Friday, February 3, 2012

How do i get my friends to understand?

ok, so im 25 and in a town with few gay people, so my question is, how do i get them to understand, that sometimes i am completely surrounded by people, and yet feel so alone, its like they dont get that im the only gay person in our social group, and im lonely and when i get a little down a bout it, they dont understand why....how do i let them know without sounding like a big pansy....?%26gt;

How do i get my friends to understand?
You could try and tell them as though your OK with it, if you don't then they may not really understand, maybe you could talk to the other gay people, if you know they're gay, everyone knows they're gay, they may be able to help.
Reply:I'd talk to one of the more liber individuals who you may trust more and tell them what you're experiencing, it sounds like you may not be out of the closet and thats fine, but trust me, almost everyone knows another gay person, and you might even be introduced to someone's cousin or brother in the process. Coming out can be tough and not everyone may understand, but there will be people who do and that can be a great comfort.



Also, just for kicks, maybe you can pursuade some of the group to do a road trip to a bigger city with more gay people and have an outing at one of the bars or restaurants.
Reply:just be honest with them and let them know how you feel. Some of the reason that you may be feeling this way is because you don't feel completely comfortable around your friend because you are different than them or you think that they might be judging your life style. Just be really honest and if they can't except you or your feelings than they really may not be your friends after all!
Reply:dude, i completely know where you are coming from. everyone in my town is either straight...most narrow-minded and homophobic, and the very few that are gay, are in the closet...and sometimes i feel so alone, and that there is no one that truely understands you because unless you are gay, you have no clue how it feels to be a minority....i feel of you dude, and its almost impossible to get people to know how you feel..even your friends that you love, and that love you, truely don't understand how you feel...its tough, they just don't understand. if you ever want to talk about it, email me through yahoo.
Reply:Just tell them how you feel and they will understand if they don't then o well they will get over it. As long as you get everything off your chest it doesn't matter.
Reply:I am in exactly the same boat that you are in right now.

I can sit amongst good friends and feel completely alone and sad.

I have lived in large cities with a big gay population ever since high school and now I am in a small town with no outlet for my gay social side.

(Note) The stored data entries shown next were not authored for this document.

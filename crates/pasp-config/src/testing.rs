//! Test environment abstraction for isolated testing.
//!
//! Provides `TestEnvironment` to manage:
//! - A temporary document root
//! - Template source files with controlled modification times
//!
//! # Usage
//!
//! ```ignore
//! use pasp_config::testing::TestEnvironment;
//!
//! let env = TestEnvironment::new().unwrap();
//! let src = env.create_file("site/index.pasp", b"Hello\r\n").unwrap();
//! ```

use std::path::{Path, PathBuf};
use std::sync::atomic::{AtomicU32, Ordering};
use std::time::{Duration, SystemTime};

use filetime::FileTime;
use tempfile::TempDir;

/// Atomic counter for unique test IDs
static TEST_COUNTER: AtomicU32 = AtomicU32::new(0);

/// Isolated test environment with a private document root
pub struct TestEnvironment {
    /// Temporary directory (dropped on cleanup)
    _temp_dir: TempDir,
    /// Document root that logical paths resolve under
    pub document_root: PathBuf,
    /// Unique test ID
    pub test_id: u32,
}

impl TestEnvironment {
    /// Create a new isolated test environment
    pub fn new() -> anyhow::Result<Self> {
        let test_id = TEST_COUNTER.fetch_add(1, Ordering::Relaxed);
        let temp_dir = TempDir::new()?;
        let document_root = temp_dir.path().join("wwwroot");
        std::fs::create_dir_all(&document_root)?;

        Ok(Self {
            _temp_dir: temp_dir,
            document_root,
            test_id,
        })
    }

    /// Local path of a root-relative file
    pub fn local(&self, relative_path: &str) -> PathBuf {
        self.document_root.join(relative_path.trim_start_matches('/'))
    }

    /// Create a test file with content
    pub fn create_file(&self, relative_path: &str, content: &[u8]) -> anyhow::Result<PathBuf> {
        let path = self.local(relative_path);
        if let Some(parent) = path.parent() {
            std::fs::create_dir_all(parent)?;
        }
        std::fs::write(&path, content)?;
        Ok(path)
    }

    /// Create a test directory
    pub fn create_dir(&self, relative_path: &str) -> anyhow::Result<PathBuf> {
        let path = self.local(relative_path);
        std::fs::create_dir_all(&path)?;
        Ok(path)
    }

    /// Set the modification time of `path` to `age` before now.
    pub fn set_age(&self, path: &Path, age: Duration) -> anyhow::Result<()> {
        let when = SystemTime::now()
            .checked_sub(age)
            .ok_or_else(|| anyhow::anyhow!("age {:?} predates the epoch", age))?;
        filetime::set_file_mtime(path, FileTime::from_system_time(when))?;
        Ok(())
    }

    /// Make `path` share the exact modification time of `reference`.
    pub fn copy_mtime(&self, reference: &Path, path: &Path) -> anyhow::Result<()> {
        let meta = std::fs::metadata(reference)?;
        filetime::set_file_mtime(path, FileTime::from_last_modification_time(&meta))?;
        Ok(())
    }
}

impl Default for TestEnvironment {
    fn default() -> Self {
        Self::new().expect("Failed to create test environment")
    }
}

I have expressed this with a couple of my friends and they understand and sympathize. They have even offered to take a trip to a city that is four hours away with me so that I can romp and play with my fellow sisters and brothers. Just let the friends you trust with your feelings know and I am sure they will understand.
Reply:It is indeed often the case when we are living in small communities and sometimes our hetero friends cannot fill up the aspiration of our soul to share with people of same orientation as us. Being Gay is not just about sexuality, it is also about feelings and sharing and it is difficult to share sometimes with people who are not like us. But true you should open yourself to your closet friends it would make things possibly easier for you and at least if they go somewhere else with you they would not be shocked or negative if they see you flirting with another guy or going to a gay location.



Courage!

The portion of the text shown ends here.